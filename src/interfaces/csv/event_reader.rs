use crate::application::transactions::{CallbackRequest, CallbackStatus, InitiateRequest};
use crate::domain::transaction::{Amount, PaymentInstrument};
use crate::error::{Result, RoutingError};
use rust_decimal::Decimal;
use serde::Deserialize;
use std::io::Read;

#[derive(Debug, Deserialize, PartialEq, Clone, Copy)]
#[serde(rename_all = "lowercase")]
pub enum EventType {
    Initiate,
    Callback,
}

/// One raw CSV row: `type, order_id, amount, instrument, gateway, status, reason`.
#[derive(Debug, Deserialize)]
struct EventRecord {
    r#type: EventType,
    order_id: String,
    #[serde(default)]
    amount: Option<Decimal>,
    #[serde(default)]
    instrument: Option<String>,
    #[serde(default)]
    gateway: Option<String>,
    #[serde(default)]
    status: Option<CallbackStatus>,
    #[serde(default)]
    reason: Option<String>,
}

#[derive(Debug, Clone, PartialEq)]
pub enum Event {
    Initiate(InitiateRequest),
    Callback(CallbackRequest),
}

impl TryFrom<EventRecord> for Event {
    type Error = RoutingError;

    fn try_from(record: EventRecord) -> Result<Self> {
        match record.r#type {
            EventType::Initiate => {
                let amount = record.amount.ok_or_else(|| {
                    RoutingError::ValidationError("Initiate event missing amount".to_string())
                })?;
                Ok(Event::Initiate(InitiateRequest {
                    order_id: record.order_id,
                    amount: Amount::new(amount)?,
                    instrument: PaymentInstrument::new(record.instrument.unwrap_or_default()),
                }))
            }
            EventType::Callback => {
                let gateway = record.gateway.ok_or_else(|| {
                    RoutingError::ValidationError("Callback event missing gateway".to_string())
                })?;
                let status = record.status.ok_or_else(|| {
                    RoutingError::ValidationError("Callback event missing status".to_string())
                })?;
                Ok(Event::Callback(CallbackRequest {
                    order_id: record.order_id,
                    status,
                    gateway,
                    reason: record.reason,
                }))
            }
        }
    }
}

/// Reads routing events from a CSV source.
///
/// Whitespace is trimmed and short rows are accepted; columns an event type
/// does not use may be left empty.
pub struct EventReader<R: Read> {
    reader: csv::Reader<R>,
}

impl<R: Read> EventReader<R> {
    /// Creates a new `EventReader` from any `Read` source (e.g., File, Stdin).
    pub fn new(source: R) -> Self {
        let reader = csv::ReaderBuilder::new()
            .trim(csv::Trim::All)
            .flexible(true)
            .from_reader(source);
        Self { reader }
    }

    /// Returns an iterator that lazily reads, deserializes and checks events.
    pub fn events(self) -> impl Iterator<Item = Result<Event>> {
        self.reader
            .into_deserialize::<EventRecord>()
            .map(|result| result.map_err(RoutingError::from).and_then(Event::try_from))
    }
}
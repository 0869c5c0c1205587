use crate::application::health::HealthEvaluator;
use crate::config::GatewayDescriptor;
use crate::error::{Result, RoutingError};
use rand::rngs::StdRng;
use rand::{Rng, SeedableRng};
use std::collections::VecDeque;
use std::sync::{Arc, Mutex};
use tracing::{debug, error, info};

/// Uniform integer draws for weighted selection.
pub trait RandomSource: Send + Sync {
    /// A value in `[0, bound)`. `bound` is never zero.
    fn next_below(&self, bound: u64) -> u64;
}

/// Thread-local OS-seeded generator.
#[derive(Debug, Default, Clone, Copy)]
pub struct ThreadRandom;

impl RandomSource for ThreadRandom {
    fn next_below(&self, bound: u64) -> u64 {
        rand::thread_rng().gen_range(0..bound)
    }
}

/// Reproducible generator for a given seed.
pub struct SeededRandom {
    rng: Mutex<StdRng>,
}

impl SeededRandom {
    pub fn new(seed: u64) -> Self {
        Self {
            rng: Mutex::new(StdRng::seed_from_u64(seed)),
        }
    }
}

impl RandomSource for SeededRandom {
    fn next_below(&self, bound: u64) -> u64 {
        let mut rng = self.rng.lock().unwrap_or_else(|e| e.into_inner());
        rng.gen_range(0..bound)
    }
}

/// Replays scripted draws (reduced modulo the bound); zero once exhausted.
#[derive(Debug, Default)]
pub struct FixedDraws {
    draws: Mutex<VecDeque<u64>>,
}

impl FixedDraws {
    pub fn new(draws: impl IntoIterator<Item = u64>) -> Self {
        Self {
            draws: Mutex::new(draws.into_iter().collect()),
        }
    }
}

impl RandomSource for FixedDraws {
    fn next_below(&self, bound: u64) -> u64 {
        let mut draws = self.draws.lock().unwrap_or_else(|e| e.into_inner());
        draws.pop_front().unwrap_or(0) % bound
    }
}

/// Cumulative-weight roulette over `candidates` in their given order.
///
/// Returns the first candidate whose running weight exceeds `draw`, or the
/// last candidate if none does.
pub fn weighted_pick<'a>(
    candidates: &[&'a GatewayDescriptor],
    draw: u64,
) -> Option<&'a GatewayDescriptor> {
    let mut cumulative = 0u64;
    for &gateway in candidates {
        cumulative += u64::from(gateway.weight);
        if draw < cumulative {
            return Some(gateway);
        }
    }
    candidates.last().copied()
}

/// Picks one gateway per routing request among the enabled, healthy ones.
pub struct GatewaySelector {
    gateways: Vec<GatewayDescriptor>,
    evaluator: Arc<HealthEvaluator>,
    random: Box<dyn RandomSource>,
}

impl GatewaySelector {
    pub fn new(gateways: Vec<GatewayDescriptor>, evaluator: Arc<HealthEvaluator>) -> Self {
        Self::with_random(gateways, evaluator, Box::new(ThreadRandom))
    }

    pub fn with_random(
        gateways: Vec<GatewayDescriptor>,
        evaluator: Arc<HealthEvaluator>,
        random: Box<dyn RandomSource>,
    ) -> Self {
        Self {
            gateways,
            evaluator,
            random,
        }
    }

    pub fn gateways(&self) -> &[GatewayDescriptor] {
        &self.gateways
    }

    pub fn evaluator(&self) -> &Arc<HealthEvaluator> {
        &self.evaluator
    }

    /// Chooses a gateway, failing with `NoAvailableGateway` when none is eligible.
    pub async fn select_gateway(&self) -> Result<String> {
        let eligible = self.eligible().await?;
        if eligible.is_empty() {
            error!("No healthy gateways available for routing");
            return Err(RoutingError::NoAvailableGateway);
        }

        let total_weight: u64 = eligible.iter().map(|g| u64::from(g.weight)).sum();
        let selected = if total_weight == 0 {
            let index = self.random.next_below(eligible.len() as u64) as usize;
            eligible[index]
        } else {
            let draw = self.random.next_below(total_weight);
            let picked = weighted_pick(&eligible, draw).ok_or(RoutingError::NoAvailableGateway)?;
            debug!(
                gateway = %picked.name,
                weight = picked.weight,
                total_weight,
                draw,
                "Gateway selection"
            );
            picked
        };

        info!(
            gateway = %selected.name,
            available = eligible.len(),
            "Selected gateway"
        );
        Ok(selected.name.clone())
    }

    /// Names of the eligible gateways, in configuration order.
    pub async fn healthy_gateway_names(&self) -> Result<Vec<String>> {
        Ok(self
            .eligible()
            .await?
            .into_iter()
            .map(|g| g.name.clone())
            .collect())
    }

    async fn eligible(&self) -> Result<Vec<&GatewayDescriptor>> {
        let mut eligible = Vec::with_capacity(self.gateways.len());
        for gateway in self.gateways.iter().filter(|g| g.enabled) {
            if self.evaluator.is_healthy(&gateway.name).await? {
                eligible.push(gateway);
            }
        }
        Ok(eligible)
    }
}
···
What you have to do ▸
For each record above, write it out again exactly.

Task answer ▸
filename src/interfaces/csv/event_reader.rs
use crate::application::transactions::{CallbackRequest, CallbackStatus, InitiateRequest};
use crate::domain::transaction::{Amount, PaymentInstrument};
use crate::error::{Result, RoutingError};
use rust_decimal::Decimal;
use serde::Deserialize;
use std::io::Read;

#[derive(Debug, Deserialize, PartialEq, Clone, Copy)]
#[serde(rename_all = "lowercase")]
pub enum EventType {
    Initiate,
    Callback,
}

/// One raw CSV row: `type, order_id, amount, instrument, gateway, status, reason`.
#[derive(Debug, Deserialize)]
struct EventRecord {
    r#type: EventType,
    order_id: String,
    #[serde(default)]
    amount: Option<Decimal>,
    #[serde(default)]
    instrument: Option<String>,
    #[serde(default)]
    gateway: Option<String>,
    #[serde(default)]
    status: Option<CallbackStatus>,
    #[serde(default)]
    reason: Option<String>,
}

#[derive(Debug, Clone, PartialEq)]
pub enum Event {
    Initiate(InitiateRequest),
    Callback(CallbackRequest),
}

impl TryFrom<EventRecord> for Event {
    type Error = RoutingError;

    fn try_from(record: EventRecord) -> Result<Self> {
        match record.r#type {
            EventType::Initiate => {
                let amount = record.amount.ok_or_else(|| {
                    RoutingError::ValidationError("Initiate event missing amount".to_string())
                })?;
                Ok(Event::Initiate(InitiateRequest {
                    order_id: record.order_id,
                    amount: Amount::new(amount)?,
                    instrument: PaymentInstrument::new(record.instrument.unwrap_or_default()),
                }))
            }
            EventType::Callback => {
                let gateway = record.gateway.ok_or_else(|| {
                    RoutingError::ValidationError("Callback event missing gateway".to_string())
                })?;
                let status = record.status.ok_or_else(|| {
                    RoutingError::ValidationError("Callback event missing status".to_string())
                })?;
                Ok(Event::Callback(CallbackRequest {
                    order_id: record.order_id,
                    status,
                    gateway,
                    reason: record.reason,
                }))
            }
        }
    }
}

/// Reads routing events from a CSV source.
///
/// Whitespace is trimmed and short rows are accepted; columns an event type
/// does not use may be left empty.
pub struct EventReader<R: Read> {
    reader: csv::Reader<R>,
}

impl<R: Read> EventReader<R> {
    /// Creates a new `EventReader` from any `Read` source (e.g., File, Stdin).
    pub fn new(source: R) -> Self {
        let reader = csv::ReaderBuilder::new()
            .trim(csv::Trim::All)
            .flexible(true)
            .from_reader(source);
        Self { reader }
    }

    /// Returns an iterator that lazily reads, deserializes and checks events.
    pub fn events(self) -> impl Iterator<Item = Result<Event>> {
        self.reader
            .into_deserialize::<EventRecord>()
            .map(|result| result.map_err(RoutingError::from).and_then(Event::try_from))
    }
}
repository 0869c5c0c1205587
use crate::application::health::HealthEvaluator;
use crate::config::GatewayDescriptor;
use crate::error::{Result, RoutingError};
use rand::rngs::StdRng;
use rand::{Rng, SeedableRng};
use std::collections::VecDeque;
use std::sync::{Arc, Mutex};
use tracing::{debug, error, info};

/// Uniform integer draws for weighted selection.
pub trait RandomSource: Send + Sync {
    /// A value in `[0, bound)`. `bound` is never zero.
    fn next_below(&self, bound: u64) -> u64;
}

/// Thread-local OS-seeded generator.
#[derive(Debug, Default, Clone, Copy)]
pub struct ThreadRandom;

impl RandomSource for ThreadRandom {
    fn next_below(&self, bound: u64) -> u64 {
        rand::thread_rng().gen_range(0..bound)
    }
}

/// Reproducible generator for a given seed.
pub struct SeededRandom {
    rng: Mutex<StdRng>,
}

impl SeededRandom {
    pub fn new(seed: u64) -> Self {
        Self {
            rng: Mutex::new(StdRng::seed_from_u64(seed)),
        }
    }
}

impl RandomSource for SeededRandom {
    fn next_below(&self, bound: u64) -> u64 {
        let mut rng = self.rng.lock().unwrap_or_else(|e| e.into_inner());
        rng.gen_range(0..bound)
    }
}

/// Replays scripted draws (reduced modulo the bound); zero once exhausted.
#[derive(Debug, Default)]
pub struct FixedDraws {
    draws: Mutex<VecDeque<u64>>,
}

impl FixedDraws {
    pub fn new(draws: impl IntoIterator<Item = u64>) -> Self {
        Self {
            draws: Mutex::new(draws.into_iter().collect()),
        }
    }
}

impl RandomSource for FixedDraws {
    fn next_below(&self, bound: u64) -> u64 {
        let mut draws = self.draws.lock().unwrap_or_else(|e| e.into_inner());
        draws.pop_front().unwrap_or(0) % bound
    }
}

/// Cumulative-weight roulette over `candidates` in their given order.
///
/// Returns the first candidate whose running weight exceeds `draw`, or the
/// last candidate if none does.
pub fn weighted_pick<'a>(
    candidates: &[&'a GatewayDescriptor],
    draw: u64,
) -> Option<&'a GatewayDescriptor> {
    let mut cumulative = 0u64;
    for &gateway in candidates {
        cumulative += u64::from(gateway.weight);
        if draw < cumulative {
            return Some(gateway);
        }
    }
    candidates.last().copied()
}

/// Picks one gateway per routing request among the enabled, healthy ones.
pub struct GatewaySelector {
    gateways: Vec<GatewayDescriptor>,
    evaluator: Arc<HealthEvaluator>,
    random: Box<dyn RandomSource>,
}

impl GatewaySelector {
    pub fn new(gateways: Vec<GatewayDescriptor>, evaluator: Arc<HealthEvaluator>) -> Self {
        Self::with_random(gateways, evaluator, Box::new(ThreadRandom))
    }

    pub fn with_random(
        gateways: Vec<GatewayDescriptor>,
        evaluator: Arc<HealthEvaluator>,
        random: Box<dyn RandomSource>,
    ) -> Self {
        Self {
            gateways,
            evaluator,
            random,
        }
    }

    pub fn gateways(&self) -> &[GatewayDescriptor] {
        &self.gateways
    }

    pub fn evaluator(&self) -> &Arc<HealthEvaluator> {
        &self.evaluator
    }

    /// Chooses a gateway, failing with `NoAvailableGateway` when none is eligible.
    pub async fn select_gateway(&self) -> Result<String> {
        let eligible = self.eligible().await?;
        if eligible.is_empty() {
            error!("No healthy gateways available for routing");
            return Err(RoutingError::NoAvailableGateway);
        }

        let total_weight: u64 = eligible.iter().map(|g| u64::from(g.weight)).sum();
        let selected = if total_weight == 0 {
            let index = self.random.next_below(eligible.len() as u64) as usize;
            eligible[index]
        } else {
            let draw = self.random.next_below(total_weight);
            let picked = weighted_pick(&eligible, draw).ok_or(RoutingError::NoAvailableGateway)?;
            debug!(
                gateway = %picked.name,
                weight = picked.weight,
                total_weight,
                draw,
                "Gateway selection"
            );
            picked
        };

        info!(
            gateway = %selected.name,
            available = eligible.len(),
            "Selected gateway"
        );
        Ok(selected.name.clone())
    }

    /// Names of the eligible gateways, in configuration order.
    pub async fn healthy_gateway_names(&self) -> Result<Vec<String>> {
        Ok(self
            .eligible()
            .await?
            .into_iter()
            .map(|g| g.name.clone())
            .collect())
    }

    async fn eligible(&self) -> Result<Vec<&GatewayDescriptor>> {
        let mut eligible = Vec::with_capacity(self.gateways.len());
        for gateway in self.gateways.iter().filter(|g| g.enabled) {
            if self.evaluator.is_healthy(&gateway.name).await? {
                eligible.push(gateway);
            }
        }
        Ok(eligible)
    }
}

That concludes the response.